Good luck, Dolphins!
Another thing to consider: Written communication, overcoming the handing down of information over centuries (I can’t imagine salt water being any more forgiving than air on our stone, skins, papyrus and paper documents and books), and building computing power and electronics at least on par with the Apollo program.
Maybe Dolphins are intelligent, but they are all Dolphin lit majors and can’t actually create any technology.
Okay, let me turn this little thought experiment in a different direction. (With the OP’s forgiveness. If this totally violates the spirit of the OP, then please ignore.)
Let’s take the perspective that we humans are, in fact, the dolphins. In exploring space outside our home environment, are we facing the same hurdles that our hypothetical dolphins are facing? Is there some being out there looking at us and thinking, “Aren’t they cute with their little spacesuits. Too bad they’ll never achieve <something fundamentally obvious to them> because they’re stuck on a planet with air.” Is there something like fire that we fail to grasp?
In looking over my post here, I’m not sure that I made much sense. I just wanted to postulate that we humans are acting as our hyper-intelligent dolphins, exploring an environment for which we are ill-equipped.
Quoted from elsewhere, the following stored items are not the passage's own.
//! Pre-swap snapshots of installed artifacts.

use crate::core::SyncError;
use crate::updater::extract::unpack_zip;
use crate::updater::fs::Filesystem;
use chrono::Local;
use std::fs::File;
use std::io;
use std::path::{Path, PathBuf};
use std::sync::Arc;
use tracing::{debug, info, warn};
use walkdir::WalkDir;
use zip::CompressionMethod;
use zip::write::{SimpleFileOptions, ZipWriter};

/// A zip snapshot of an installed directory.
#[derive(Debug, Clone, PartialEq, Eq)]
pub struct Backup {
    /// Archive location inside the backup directory.
    pub path: PathBuf,
    /// Directory the snapshot was taken from.
    pub source: PathBuf,
}

/// Creates, restores and discards backups of installed artifacts.
///
/// A backup is a zip archive named `{dir}-{YYYY-mm-dd-HH-MM-SS}.zip` whose
/// entries are rooted at the directory's own name, so restoring is "remove
/// the install path, unpack into its parent".
///
/// # Lifecycle
///
/// - [`create`](Self::create) runs before the installer touches the install
///   path. It returns `None` when nothing is installed yet; callers must then
///   skip restore-on-failure.
/// - [`restore`](Self::restore) runs when a later step fails. Its failure is
///   reported as [`SyncError::RestoreFailed`] and the archive is left in place.
/// - [`discard`](Self::discard) runs after a committed install or a
///   successful restore. It never fails.
pub struct BackupManager {
    backup_dir: PathBuf,
    fs: Arc<dyn Filesystem>,
}

impl BackupManager {
    pub fn new(backup_dir: impl Into<PathBuf>, fs: Arc<dyn Filesystem>) -> Self {
        Self {
            backup_dir: backup_dir.into(),
            fs,
        }
    }

    #[must_use]
    pub fn backup_dir(&self) -> &Path {
        &self.backup_dir
    }

    /// Snapshot `install_path`. `Ok(None)` when it does not exist.
    pub async fn create(&self, install_path: &Path) -> Result<Option<Backup>, SyncError> {
        if !self.fs.exists(install_path) {
            debug!(path = %install_path.display(), "Nothing installed, skipping backup");
            return Ok(None);
        }

        let backup_dir = self.backup_dir.clone();
        let source = install_path.to_path_buf();
        let backup = tokio::task::spawn_blocking(move || write_backup(&backup_dir, &source))
            .await
            .map_err(|e| SyncError::BackupFailed {
                path: install_path.to_path_buf(),
                reason: format!("backup task failed: {e}"),
            })??;

        info!(
            path = %install_path.display(),
            backup = %backup.path.display(),
            "Created backup"
        );
        Ok(Some(backup))
    }

    /// Replace whatever is at `install_path` with the contents of `backup`.
    pub async fn restore(&self, backup: &Backup, install_path: &Path) -> Result<(), SyncError> {
        let fs = Arc::clone(&self.fs);
        let archive = backup.path.clone();
        let target = install_path.to_path_buf();

        let result = tokio::task::spawn_blocking(move || restore_into(fs.as_ref(), &archive, &target))
            .await
            .map_err(|e| format!("restore task failed: {e}"))
            .and_then(|r| r);

        match result {
            Ok(()) => {
                info!(
                    path = %install_path.display(),
                    backup = %backup.path.display(),
                    "Restored backup"
                );
                Ok(())
            }
            Err(reason) => Err(SyncError::RestoreFailed {
                backup: backup.path.clone(),
                reason,
            }),
        }
    }

    /// Delete the backup archive. Failures are logged.
    pub async fn discard(&self, backup: &Backup) {
        match tokio::fs::remove_file(&backup.path).await {
            Ok(()) => debug!(backup = %backup.path.display(), "Discarded backup"),
            Err(e) if e.kind() == io::ErrorKind::NotFound => {}
            Err(e) => warn!(backup = %backup.path.display(), error = %e, "Failed to delete backup"),
        }
    }
}

fn restore_into(fs: &dyn Filesystem, archive: &Path, install_path: &Path) -> Result<(), String> {
    let parent = install_path
        .parent()
        .ok_or_else(|| format!("{} has no parent directory", install_path.display()))?;

    fs.remove_dir_all(install_path)
        .map_err(|e| format!("could not clear {}: {e}", install_path.display()))?;
    fs.create_dir_all(parent)
        .map_err(|e| format!("could not create {}: {e}", parent.display()))?;
    unpack_zip(archive, parent).map_err(|e| e.to_string())?;

    if !fs.exists(install_path) {
        return Err(format!(
            "backup did not contain {}",
            install_path.file_name().unwrap_or_default().to_string_lossy()
        ));
    }
    Ok(())
}

/// `{name}-{timestamp}.zip`, or `{name}-{timestamp}-{n}.zip` when taken twice in one second.
fn backup_file_name(backup_dir: &Path, name: &str) -> PathBuf {
    let stamp = Local::now().format("%Y-%m-%d-%H-%M-%S");
    let first = backup_dir.join(format!("{name}-{stamp}.zip"));
    if !first.exists() {
        return first;
    }
    (1..)
        .map(|n| backup_dir.join(format!("{name}-{stamp}-{n}.zip")))
        .find(|candidate| !candidate.exists())
        .unwrap_or(first)
}

fn write_backup(backup_dir: &Path, source: &Path) -> Result<Backup, SyncError> {
    let failed = |reason: String| SyncError::BackupFailed {
        path: source.to_path_buf(),
        reason,
    };

    let name = source
        .file_name()
        .map(|n| n.to_string_lossy().into_owned())
        .ok_or_else(|| failed("install path has no directory name".to_string()))?;

    std::fs::create_dir_all(backup_dir)
        .map_err(|e| failed(format!("cannot create {}: {e}", backup_dir.display())))?;
    let path = backup_file_name(backup_dir, &name);

    let result = zip_directory(source, &name, &path);
    if let Err(e) = result {
        let _ = std::fs::remove_file(&path);
        return Err(failed(e.to_string()));
    }

    Ok(Backup {
        path,
        source: source.to_path_buf(),
    })
}

fn zip_directory(source: &Path, root_name: &str, archive: &Path) -> io::Result<()> {
    let mut zip = ZipWriter::new(File::create(archive)?);
    let options = SimpleFileOptions::default().compression_method(CompressionMethod::Deflated);

    for entry in WalkDir::new(source).follow_links(false).sort_by_file_name() {
        let entry = entry.map_err(io::Error::other)?;
        let relative = entry.path().strip_prefix(source).map_err(io::Error::other)?;

        // Zip entry names always use '/'.
        let mut name = root_name.to_string();
        for component in relative.components() {
            name.push('/');
            name.push_str(&component.as_os_str().to_string_lossy());
        }

        if entry.file_type().is_dir() {
            zip.add_directory(format!("{name}/"), options)?;
        } else if entry.file_type().is_file() {
            let mut file_options = options;
            #[cfg(unix)]
            {
                use std::os::unix::fs::PermissionsExt;
                let mode = entry.metadata().map_err(io::Error::other)?.permissions().mode();
                file_options = file_options.unix_permissions(mode & 0o777);
            }
            zip.start_file(name, file_options)?;
            let mut file = File::open(entry.path())?;
            io::copy(&mut file, &mut zip)?;
        }
    }

    zip.finish()?;
    Ok(())
}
In the Uplift Universe (see uplift wars by David Brin), Humans have bred dolphins as a client species. The book presents dolphins as the best pilots because they have ages of evolution in three dimensional motion.
[QUOTE=Damuri Ajashi]
In the Uplift Universe (see uplift wars by David Brin), Humans have bred dolphins as a client species. The book presents dolphins as the best pilots because they have ages of evolution in three dimensional motion.
[/QUOTE]
Didn’t sentient dolphins figure into some of the Pern books as well (though not as space pilots)?
-XT
…
Containment of all sorts of things is harder in the ocean. It’s much more difficult to establish agriculture if you have to fence things in fully on all sides. It’s much more difficult to experiment with chemistry or electricity since water will quickly dissolve, diffuse, and conduct your concentrations, heat, and voltages away. I don’t know if those are insurmountable, but they might be.
I expect that if intelligent dolphins were able to effect complicated technology, it would arise out of a much deeper understanding of biology and biochemistry than, say, metallurgy and electronics, and a wide variety of companion species bred/designed to do certain things. You don’t need to learn how to smelt metal if you can convince some creatures to extrude structures directly.
:smack:
Of course dolphins don’t breathe the water… Stoopid aquatic mammals.
That was my point exactly. An intelligent dolphin-like species could affect the world by use of the ‘plastic arts’, Olaf Stapledon’s term for biotechnology.